Exercise directions = When a line in the data below includes "RandomXCache", pick it out and copy it.

Saved data entries:

# # #

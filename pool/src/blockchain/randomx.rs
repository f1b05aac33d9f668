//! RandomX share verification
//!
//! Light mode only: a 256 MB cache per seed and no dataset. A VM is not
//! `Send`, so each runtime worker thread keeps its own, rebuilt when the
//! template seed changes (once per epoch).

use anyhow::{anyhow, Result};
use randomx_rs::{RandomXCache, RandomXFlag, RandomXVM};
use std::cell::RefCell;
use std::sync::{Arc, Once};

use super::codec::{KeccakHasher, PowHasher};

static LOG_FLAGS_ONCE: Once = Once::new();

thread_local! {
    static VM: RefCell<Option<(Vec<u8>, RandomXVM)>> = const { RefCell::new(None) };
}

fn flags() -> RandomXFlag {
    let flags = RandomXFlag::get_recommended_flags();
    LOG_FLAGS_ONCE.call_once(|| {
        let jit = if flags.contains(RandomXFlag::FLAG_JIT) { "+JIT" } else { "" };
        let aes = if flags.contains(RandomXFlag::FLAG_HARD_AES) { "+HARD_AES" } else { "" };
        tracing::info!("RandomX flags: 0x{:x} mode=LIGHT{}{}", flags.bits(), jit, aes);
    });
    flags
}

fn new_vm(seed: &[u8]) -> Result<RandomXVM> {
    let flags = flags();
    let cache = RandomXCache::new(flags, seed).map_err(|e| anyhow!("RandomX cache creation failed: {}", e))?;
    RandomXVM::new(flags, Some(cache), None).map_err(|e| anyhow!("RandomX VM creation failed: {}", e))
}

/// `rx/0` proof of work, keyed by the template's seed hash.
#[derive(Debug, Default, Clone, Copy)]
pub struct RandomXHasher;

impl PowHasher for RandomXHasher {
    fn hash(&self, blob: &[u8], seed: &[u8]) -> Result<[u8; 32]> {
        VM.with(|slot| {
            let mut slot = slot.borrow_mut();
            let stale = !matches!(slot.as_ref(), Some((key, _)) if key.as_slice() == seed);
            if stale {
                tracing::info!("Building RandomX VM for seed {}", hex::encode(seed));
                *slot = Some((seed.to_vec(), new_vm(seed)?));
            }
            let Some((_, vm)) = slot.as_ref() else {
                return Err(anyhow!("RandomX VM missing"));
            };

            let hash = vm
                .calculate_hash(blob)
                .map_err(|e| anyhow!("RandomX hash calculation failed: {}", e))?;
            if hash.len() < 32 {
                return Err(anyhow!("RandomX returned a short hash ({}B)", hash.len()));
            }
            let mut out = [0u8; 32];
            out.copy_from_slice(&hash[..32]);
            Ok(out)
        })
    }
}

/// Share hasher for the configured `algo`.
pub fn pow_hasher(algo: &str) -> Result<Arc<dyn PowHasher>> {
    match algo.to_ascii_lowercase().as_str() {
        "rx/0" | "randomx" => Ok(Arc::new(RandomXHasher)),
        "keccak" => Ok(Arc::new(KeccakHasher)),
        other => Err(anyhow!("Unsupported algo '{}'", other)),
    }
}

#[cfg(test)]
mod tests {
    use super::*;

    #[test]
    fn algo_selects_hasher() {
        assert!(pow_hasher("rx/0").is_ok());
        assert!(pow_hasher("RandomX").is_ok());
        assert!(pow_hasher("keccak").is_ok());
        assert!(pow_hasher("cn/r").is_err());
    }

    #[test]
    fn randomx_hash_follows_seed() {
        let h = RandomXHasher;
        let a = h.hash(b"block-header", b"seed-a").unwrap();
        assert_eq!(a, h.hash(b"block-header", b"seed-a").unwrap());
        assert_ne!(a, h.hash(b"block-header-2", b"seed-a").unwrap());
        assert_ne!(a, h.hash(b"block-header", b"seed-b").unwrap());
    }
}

# # #

Result =
use randomx_rs::{RandomXCache, RandomXFlag, RandomXVM};
    let cache = RandomXCache::new(flags, seed).map_err(|e| anyhow!("RandomX cache creation failed: {}", e))?;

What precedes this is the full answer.